» PROBLEM STATEMENT: From the records below, find each line with the string "remove" and copy it.

» MATERIAL PROVIDED:
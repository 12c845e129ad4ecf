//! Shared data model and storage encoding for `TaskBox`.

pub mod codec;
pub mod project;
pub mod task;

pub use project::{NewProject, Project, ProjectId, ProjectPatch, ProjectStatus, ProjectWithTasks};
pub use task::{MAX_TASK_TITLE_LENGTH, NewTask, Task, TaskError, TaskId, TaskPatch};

==

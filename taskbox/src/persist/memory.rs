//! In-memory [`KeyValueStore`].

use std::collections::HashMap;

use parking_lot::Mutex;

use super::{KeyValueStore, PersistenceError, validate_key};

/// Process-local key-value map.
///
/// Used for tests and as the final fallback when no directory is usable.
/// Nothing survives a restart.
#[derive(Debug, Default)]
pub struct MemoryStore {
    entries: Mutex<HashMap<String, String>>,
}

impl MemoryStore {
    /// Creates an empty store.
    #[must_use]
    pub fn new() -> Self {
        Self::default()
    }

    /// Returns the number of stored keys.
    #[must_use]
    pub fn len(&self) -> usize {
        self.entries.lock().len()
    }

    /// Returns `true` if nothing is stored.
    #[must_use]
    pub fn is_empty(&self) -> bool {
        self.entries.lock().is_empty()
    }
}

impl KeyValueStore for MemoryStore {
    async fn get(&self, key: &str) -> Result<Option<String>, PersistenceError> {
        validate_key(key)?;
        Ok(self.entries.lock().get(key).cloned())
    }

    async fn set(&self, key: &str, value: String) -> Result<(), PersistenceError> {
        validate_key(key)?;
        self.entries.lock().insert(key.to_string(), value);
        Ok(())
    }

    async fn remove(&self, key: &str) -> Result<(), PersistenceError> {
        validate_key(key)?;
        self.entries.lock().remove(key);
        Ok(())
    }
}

» RESULT OF THE EXERCISE:
    async fn remove(&self, key: &str) -> Result<(), PersistenceError> {
        self.entries.lock().remove(key);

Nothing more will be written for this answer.